What is your favorite seafood?

I like everything. I love oysters; they’re one of my favorites. There isn’t a fish that I’ve seen that I haven’t liked. I like seafood from uni to oysters. If you can’t eat it, how can you sell it? You have to love it and appreciate it.

What was purchasing like when you started? How was it done?

It was all done by hand. Our inventory was on a white board listing fresh items. Whenever an order came in, sales support would erase 100 lbs and write 90. You’d re-do the whiteboard every day and to update inventory on a daily basis. Ed would handwrite the purchase orders, not quite pushing his pen to the fifth carbon copy, making it difficult for the receivers to read.
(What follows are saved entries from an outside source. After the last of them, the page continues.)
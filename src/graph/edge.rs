//! Relation edge of the knowledge graph

use crate::graph::provenance::Provenance;
use crate::graph::types::{EdgeId, NodeId};
use serde::{Deserialize, Serialize};

/// A directed relation between two entities.
///
/// Re-extracting the same `(from, to, label)` triple does not create a second
/// edge; it increments `weight` and unions the provenance instead.
#[derive(Debug, Clone, Serialize, Deserialize)]
pub struct RelationEdge {
    /// Unique identifier for this edge
    pub id: EdgeId,

    /// Source node
    pub from: NodeId,

    /// Target node
    pub to: NodeId,

    /// Relation description, e.g. "is_capital_of"
    pub label: String,

    /// How often this relation was extracted
    pub weight: u32,

    /// Chunks contributing evidence for this relation
    pub sources: Provenance,
}

impl RelationEdge {
    pub fn new(id: EdgeId, from: NodeId, to: NodeId, label: impl Into<String>) -> Self {
        RelationEdge {
            id,
            from,
            to,
            label: label.into(),
            weight: 1,
            sources: Provenance::new(),
        }
    }

    /// Record another sighting of this relation.
    pub fn reinforce(&mut self, sources: &Provenance) {
        self.weight += 1;
        self.sources.merge(sources);
    }
}

#[cfg(test)]
mod tests {
    use super::*;
    use crate::graph::types::{ChunkId, DocumentId};

    #[test]
    fn test_reinforce() {
        let mut edge = RelationEdge::new(EdgeId::new(1), NodeId::new(1), NodeId::new(2), "knows");
        assert_eq!(edge.weight, 1);

        let chunk = ChunkId::new(&DocumentId::new("doc"), 0);
        edge.reinforce(&Provenance::single(chunk.clone()));
        edge.reinforce(&Provenance::single(chunk));

        assert_eq!(edge.weight, 3);
        assert_eq!(edge.sources.total(), 2);
    }
}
He would make a ‘fresh sheet’ by hand, and Xerox copies would go out to the sales team. The electronic age allowed us to purchase more fish and quicker. It allowed us to grow. We used to buy from one salmon vendor, one west coast vendor, one oyster vendor. Our vendor list was pretty narrow at that time. Now the varieties and regions are vastly expanded. We’re able to buy much more efficiently than we did in the past.

What’s it been like to see the growth of Seattle Fish Co. over the years?

Our business has quadrupled since I’ve been here.  That’s pretty significant. It’s been fun being a main cog in that wheel. It’s been a pretty good ride.

Do you have an exact retirement date?

April 30, 2016.

What are you going to do after Seattle Fish?

I haven’t considered this as retirement. To me, that means you fade off into the sunset. I’m sure I will do something. I don’t have any specific plans, but I know I will still wake up at 5 o’clock in the morning, maybe 6.